In some other animals, such as dogs and cats, a hormone problem can cause hair
thinning, although I haven't seen this in rats. This type of hair loss is
usually seen on the flanks, hindquarters and sometimes the stomach and is
usually symmetrical.
Ivermectin paste (horseworm
medicine)
See your vet for a proper diagnosis.
The best treatment for almost any kind of rat parasite (except for
tapeworms) is Ivermectin. People have successfully treated their rats including
nursing mothers with babies OVER two weeks of age for mites and lice
using this drug.
You will need to treat for the life cycle of the parasite (which in
most cases is for 3 weeks)
The brand names Rotectin 1, Zimecterin, Equalvan, or Equimectrin.

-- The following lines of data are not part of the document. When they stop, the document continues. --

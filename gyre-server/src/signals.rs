//! OS signal integration
//!
//! SIGTERM and SIGINT stop the server; SIGUSR1 reloads the event workers.
//! Off unix only Ctrl-C is observed.

use crate::server::ServerHandle;
use tokio::task::JoinHandle;

/// Route signals to `handle` until the returned task is aborted
pub(crate) fn install(handle: ServerHandle) -> JoinHandle<()> {
    tokio::spawn(watch(handle))
}

#[cfg(unix)]
async fn watch(handle: ServerHandle) {
    use tokio::signal::unix::{signal, SignalKind};

    let streams = (
        signal(SignalKind::terminate()),
        signal(SignalKind::interrupt()),
        signal(SignalKind::user_defined1()),
    );
    let (mut terminate, mut interrupt, mut reload) = match streams {
        (Ok(t), Ok(i), Ok(r)) => (t, i, r),
        (Err(e), _, _) | (_, Err(e), _) | (_, _, Err(e)) => {
            crate::log_error!("signal handlers unavailable: {}", e);
            return;
        }
    };

    loop {
        tokio::select! {
            _ = terminate.recv() => {
                crate::log_info!("SIGTERM received, stopping");
                break;
            }
            _ = interrupt.recv() => {
                crate::log_info!("SIGINT received, stopping");
                break;
            }
            _ = reload.recv() => {
                crate::log_info!("SIGUSR1 received, reloading workers");
                if let Err(e) = handle.request_reload() {
                    crate::log_warn!("reload request failed: {}", e);
                }
            }
        }
    }
    if let Err(e) = handle.request_stop() {
        crate::log_warn!("stop request failed: {}", e);
    }
}

#[cfg(not(unix))]
async fn watch(handle: ServerHandle) {
    match tokio::signal::ctrl_c().await {
        Ok(()) => {
            crate::log_info!("Ctrl-C received, stopping");
            if let Err(e) = handle.request_stop() {
                crate::log_warn!("stop request failed: {}", e);
            }
        }
        Err(e) => crate::log_error!("signal handlers unavailable: {}", e),
    }
}
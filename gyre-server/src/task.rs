//! Task offloading
//!
//! Event workers hand work to a pool of task workers through a bounded queue.
//! Task workers are OS threads so blocking work never stalls a reactor. Every
//! envelope carries the sender of the worker that dispatched it and the
//! result goes back only there; if that worker is gone the result is dropped
//! and logged.

use crate::bus::Buses;
use crate::error::{logging, ContextError, ErrorContext, HandlerError, TaskError};
use crate::event::{EventKind, ServerEvent, TaskEvent, WorkerInfo, WorkerStartEvent, WorkerStopEvent};
use crate::handler::Context;
use crate::manager::ExitNotice;
use crate::reactor::{WorkerInput, WorkerSender};
use crate::server::Shared;
use serde_json::Value;
use std::collections::HashSet;
use std::io;
use std::sync::atomic::{AtomicU64, Ordering};
use std::sync::mpsc::{self, Receiver, SyncSender, TrySendError};
use std::sync::{Arc, Mutex, PoisonError};
use tokio::sync::mpsc::UnboundedSender;

/// Server-wide task identifier
pub type TaskId = u64;

/// A unit of offloaded work in flight
pub(crate) struct TaskEnvelope {
    pub(crate) task_id: TaskId,
    pub(crate) src_worker_id: usize,
    pub(crate) data: Value,
    pub(crate) reply: WorkerSender,
}

/// Tasks an event worker dispatched and has not seen finish.
///
/// Completion is accepted once per id; a repeated or unknown completion is
/// rejected so each task produces at most one Finish event.
#[derive(Debug, Default)]
pub struct TaskLedger {
    pending: HashSet<TaskId>,
}

impl TaskLedger {
    pub fn new() -> Self {
        Self::default()
    }

    pub(crate) fn register(&mut self, task_id: TaskId) {
        self.pending.insert(task_id);
    }

    /// Returns true the first time a pending task completes
    pub(crate) fn complete(&mut self, task_id: TaskId) -> bool {
        self.pending.remove(&task_id)
    }

    pub fn is_pending(&self, task_id: TaskId) -> bool {
        self.pending.contains(&task_id)
    }

    pub fn len(&self) -> usize {
        self.pending.len()
    }

    pub fn is_empty(&self) -> bool {
        self.pending.is_empty()
    }
}

/// Dispatch side of the task pool
#[derive(Debug)]
pub(crate) struct TaskQueue {
    sender: Mutex<Option<SyncSender<TaskEnvelope>>>,
    capacity: usize,
    next_id: AtomicU64,
}

impl TaskQueue {
    /// Queue `data` without blocking. Fails when the queue is full or closed.
    pub(crate) fn dispatch(
        &self,
        src_worker_id: usize,
        data: Value,
        reply: WorkerSender,
    ) -> Result<TaskId, TaskError> {
        let guard = self.sender.lock().unwrap_or_else(PoisonError::into_inner);
        let sender = guard.as_ref().ok_or(TaskError::PoolClosed)?;
        let task_id = self.next_id.fetch_add(1, Ordering::Relaxed);
        sender
            .try_send(TaskEnvelope {
                task_id,
                src_worker_id,
                data,
                reply,
            })
            .map_err(|e| match e {
                TrySendError::Full(_) => TaskError::QueueFull {
                    capacity: self.capacity,
                },
                TrySendError::Disconnected(_) => TaskError::PoolClosed,
            })?;

        #[cfg(feature = "metrics")]
        metrics::counter!("gyre_tasks_dispatched_total").increment(1);

        Ok(task_id)
    }

    /// Stop accepting tasks. Workers exit once the queue is drained.
    pub(crate) fn close(&self) {
        self.sender
            .lock()
            .unwrap_or_else(PoisonError::into_inner)
            .take();
    }
}

/// Worker side of the task pool
#[derive(Debug, Clone)]
pub(crate) struct TaskPool {
    receiver: Arc<Mutex<Receiver<TaskEnvelope>>>,
}

/// Create a connected queue and pool
pub(crate) fn channel(capacity: usize) -> (TaskQueue, TaskPool) {
    let (sender, receiver) = mpsc::sync_channel(capacity);
    (
        TaskQueue {
            sender: Mutex::new(Some(sender)),
            capacity,
            next_id: AtomicU64::new(1),
        },
        TaskPool {
            receiver: Arc::new(Mutex::new(receiver)),
        },
    )
}

impl TaskPool {
    /// Start a task worker thread. Its exit is reported on `exits`.
    pub(crate) fn spawn(
        &self,
        worker_id: usize,
        instance: u64,
        shared: Arc<Shared>,
        buses: Buses,
        exits: UnboundedSender<ExitNotice>,
    ) -> io::Result<()> {
        let receiver = Arc::clone(&self.receiver);
        std::thread::Builder::new()
            .name(format!("gyre-task-{worker_id}"))
            .spawn(move || {
                let (exit_code, signal) = run_task_worker(worker_id, &shared, &buses, &receiver);
                let _ = exits.send(ExitNotice {
                    worker_id,
                    instance,
                    task_worker: true,
                    exit_code,
                    signal,
                });
            })?;
        Ok(())
    }
}

fn run_task_worker(
    worker_id: usize,
    shared: &Shared,
    buses: &Buses,
    receiver: &Mutex<Receiver<TaskEnvelope>>,
) -> (i32, i32) {
    let worker = WorkerInfo {
        worker_id,
        task_worker: true,
    };
    let publish = |event: &mut crate::event::Event| {
        let mut ctx = Context::task_worker(worker_id, shared, buses);
        buses.main().publish(event, &mut ctx)
    };

    logging::log_worker_started(worker_id, true);
    if let Err(err) = publish(&mut WorkerStartEvent::new(worker).into_event()) {
        if let Some(exit) = exit_status(worker_id, EventKind::WorkerStart, err) {
            return exit;
        }
    }

    loop {
        let next = receiver
            .lock()
            .unwrap_or_else(PoisonError::into_inner)
            .recv();
        let Ok(envelope) = next else {
            break;
        };
        let TaskEnvelope {
            task_id,
            src_worker_id,
            data,
            reply,
        } = envelope;

        let mut event = TaskEvent::new(worker, task_id, src_worker_id, data).into_event();
        let outcome = publish(&mut event);
        let result = TaskEvent::from_event_mut(&mut event).and_then(TaskEvent::take_result);
        deliver(task_id, src_worker_id, result, &reply);

        if let Err(err) = outcome {
            if let Some(exit) = exit_status(worker_id, EventKind::Task, err) {
                return exit;
            }
        }
    }

    if let Err(err) = publish(&mut WorkerStopEvent::new(worker).into_event()) {
        if let Some(exit) = exit_status(worker_id, EventKind::WorkerStop, err) {
            return exit;
        }
    }
    (0, 0)
}

/// Log a handler failure; returns the exit status if it ends the worker
fn exit_status(worker_id: usize, kind: EventKind, err: HandlerError) -> Option<(i32, i32)> {
    let exit = match &err {
        HandlerError::Panicked(_) => Some((255, 6)),
        HandlerError::Fatal(_) => Some((1, 0)),
        _ => None,
    };
    logging::log_error(&ContextError::new(
        err,
        ErrorContext::new().with_event(kind).with_worker_id(worker_id),
    ));
    exit
}

/// Send a task's outcome back to the worker that dispatched it
fn deliver(task_id: TaskId, src_worker_id: usize, data: Option<Value>, reply: &WorkerSender) {
    if reply
        .send(WorkerInput::TaskFinished { task_id, data })
        .is_err()
    {
        logging::log_task_delivery_miss(task_id, src_worker_id);

        #[cfg(feature = "metrics")]
        metrics::counter!("gyre_task_delivery_misses_total").increment(1);
    }
}

#[cfg(test)]
mod tests {
    use super::*;
    use tokio::sync::mpsc::unbounded_channel;

    #[test]
    fn test_ledger_completes_once() {
        let mut ledger = TaskLedger::new();
        ledger.register(4);
        assert!(ledger.is_pending(4));
        assert!(ledger.complete(4));
        assert!(!ledger.complete(4));
        assert!(!ledger.complete(5));
        assert!(ledger.is_empty());
    }

    #[test]
    fn test_queue_full_and_closed() {
        let (queue, _pool) = channel(1);
        let (reply, _rx) = unbounded_channel();
        let first = queue.dispatch(0, Value::Null, reply.clone()).unwrap();
        assert_eq!(first, 1);
        assert_eq!(
            queue.dispatch(0, Value::Null, reply.clone()),
            Err(TaskError::QueueFull { capacity: 1 })
        );
        queue.close();
        assert_eq!(queue.dispatch(0, Value::Null, reply), Err(TaskError::PoolClosed));
    }

    #[cfg_attr(feature = "logging", tracing_test::traced_test)]
    #[test]
    fn test_delivery_to_dropped_worker_is_a_miss() {
        let (reply, rx) = unbounded_channel();
        drop(rx);
        deliver(1, 0, Some(Value::Bool(true)), &reply);
        #[cfg(feature = "logging")]
        assert!(logs_contain("originating worker is gone"));
    }

    #[test]
    fn test_delivery_reaches_origin() {
        let (reply, mut rx) = unbounded_channel();
        deliver(9, 2, Some(serde_json::json!({"ok": 1})), &reply);
        match rx.try_recv() {
            Ok(WorkerInput::TaskFinished { task_id, data }) => {
                assert_eq!(task_id, 9);
                assert_eq!(data, Some(serde_json::json!({"ok": 1})));
            }
            other => panic!("unexpected input: {:?}", other.map(|_| ())),
        }
    }
}
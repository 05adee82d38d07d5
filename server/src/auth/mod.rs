//! Authentication for the two inbound surfaces
//!
//! This module handles:
//! - Keyed-hash verification of actuator status reports
//! - Identity token verification for the privileged client surface

mod device;
mod identity;

pub use device::{DeviceAuthenticator, VerifiedStatus};
pub use identity::{Claims, Identity, IdentityGate, Role};
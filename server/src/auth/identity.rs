//! Identity gate for the privileged client surface.
//!
//! Token signature and expiry verification is delegated to `jsonwebtoken`;
//! the gate keeps no session state and verifies each request independently.

use homelink_shared::Rejection;
use jsonwebtoken::{decode, Algorithm, DecodingKey, Validation};
use serde::{Deserialize, Serialize};

/// Claims carried by a verified identity token
#[derive(Debug, Serialize, Deserialize)]
pub struct Claims {
    pub sub: String,
    #[serde(default)]
    pub role: String,
    pub exp: u64,
}

/// Role attached to an identity
#[derive(Debug, Clone, Copy, PartialEq, Eq)]
pub enum Role {
    Admin,
    User,
}

/// Identity attached to a request after token verification.
///
/// Created per request and discarded when the request completes.
#[derive(Debug, Clone)]
pub struct Identity {
    pub subject: String,
    pub role: Role,
}

impl Identity {
    /// Require the admin role for management operations
    pub fn require_admin(&self) -> Result<(), Rejection> {
        match self.role {
            Role::Admin => Ok(()),
            Role::User => Err(Rejection::Unauthorized(format!(
                "{} is not an administrator",
                self.subject
            ))),
        }
    }
}

/// Stateless verifier for inbound identity tokens
pub struct IdentityGate {
    key: DecodingKey,
    validation: Validation,
}

impl IdentityGate {
    /// Create a gate over the configured signing secret
    pub fn new(token_secret: &str) -> Self {
        Self {
            key: DecodingKey::from_secret(token_secret.as_bytes()),
            validation: Validation::new(Algorithm::HS256),
        }
    }

    /// Verify a raw token and attach an identity to the request.
    ///
    /// Every verification failure (bad signature, expired, malformed) maps
    /// to `Unauthenticated`; authorization decisions happen downstream on
    /// the returned identity.
    pub fn authorize(&self, raw_token: &str) -> Result<Identity, Rejection> {
        if raw_token.is_empty() {
            return Err(Rejection::Unauthenticated("no token provided".into()));
        }

        let data = decode::<Claims>(raw_token, &self.key, &self.validation)
            .map_err(|err| Rejection::Unauthenticated(err.to_string()))?;

        let role = match data.claims.role.as_str() {
            "admin" => Role::Admin,
            _ => Role::User,
        };

        Ok(Identity {
            subject: data.claims.sub,
            role,
        })
    }
}

#[cfg(test)]
mod tests {
    use super::*;
    use homelink_shared::{now_ms, RejectionKind};
    use jsonwebtoken::{encode, EncodingKey, Header};

    const SECRET: &str = "test-signing-secret";

    fn mint(sub: &str, role: &str, exp: u64) -> String {
        let claims = Claims {
            sub: sub.into(),
            role: role.into(),
            exp,
        };
        encode(
            &Header::default(),
            &claims,
            &EncodingKey::from_secret(SECRET.as_bytes()),
        )
        .unwrap()
    }

    fn future_exp() -> u64 {
        now_ms() / 1000 + 3600
    }

    #[test]
    fn test_valid_token_round_trip() {
        let gate = IdentityGate::new(SECRET);
        let token = mint("alice", "admin", future_exp());

        let identity = gate.authorize(&token).expect("should verify");
        assert_eq!(identity.subject, "alice");
        assert_eq!(identity.role, Role::Admin);
        assert!(identity.require_admin().is_ok());
    }

    #[test]
    fn test_non_admin_role() {
        let gate = IdentityGate::new(SECRET);
        let token = mint("bob", "user", future_exp());

        let identity = gate.authorize(&token).expect("should verify");
        assert_eq!(identity.role, Role::User);
        assert_eq!(
            identity.require_admin().unwrap_err().kind(),
            RejectionKind::Unauthorized
        );
    }

    #[test]
    fn test_wrong_secret_rejected() {
        let gate = IdentityGate::new("a-different-secret");
        let token = mint("alice", "admin", future_exp());

        let err = gate.authorize(&token).unwrap_err();
        assert_eq!(err.kind(), RejectionKind::Unauthenticated);
    }

    #[test]
    fn test_expired_token_rejected() {
        let gate = IdentityGate::new(SECRET);
        let token = mint("alice", "admin", 1); // expired long ago

        let err = gate.authorize(&token).unwrap_err();
        assert_eq!(err.kind(), RejectionKind::Unauthenticated);
    }

    #[test]
    fn test_garbage_token_rejected() {
        let gate = IdentityGate::new(SECRET);
        assert_eq!(
            gate.authorize("not.a.token").unwrap_err().kind(),
            RejectionKind::Unauthenticated
        );
        assert_eq!(
            gate.authorize("").unwrap_err().kind(),
            RejectionKind::Unauthenticated
        );
    }
}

All of these contain 1.87% Ivermectin.
Administering Ivermectin is very simple. Using the tip of a toothpick,
take a small amount, the size of an uncooked grain of white rice, out of
the tube and smear it on the inside of the rat’s lip. She will lick it
off. Repeat this once a week for three weeks.
The Ivermectin will be passed through the mothers milk to the babies which
should take care of any parasite problems they may have, but you will need
to watch the offspring for a while to be sure. They may need to be treated
directly, but wait until they are five or six weeks old before doing so.
Pinworms were basically
the only worm type parasite that is transferableacross species (your rats, your dog, your cat and you.
Humans are the only host to the pinworm Enterobius vermicularis.
Humans do not become infected with rat pinworms which are of a different
species known as Syphacia muris and the mouse pinworm Aspicularis tetraptera
that rarely affects rats unless that pinworm specific to humans has
managed somehow to get to your pet rat. If you were to ingest the rat species
of pinworms they would pass through you, not requiring treatment because they
would not be able to reproduce.
We are only speaking of pinworms here. The previous recommendations about good
hygiene, hand washing etc, should be a part of living and
caring for any animal including humans.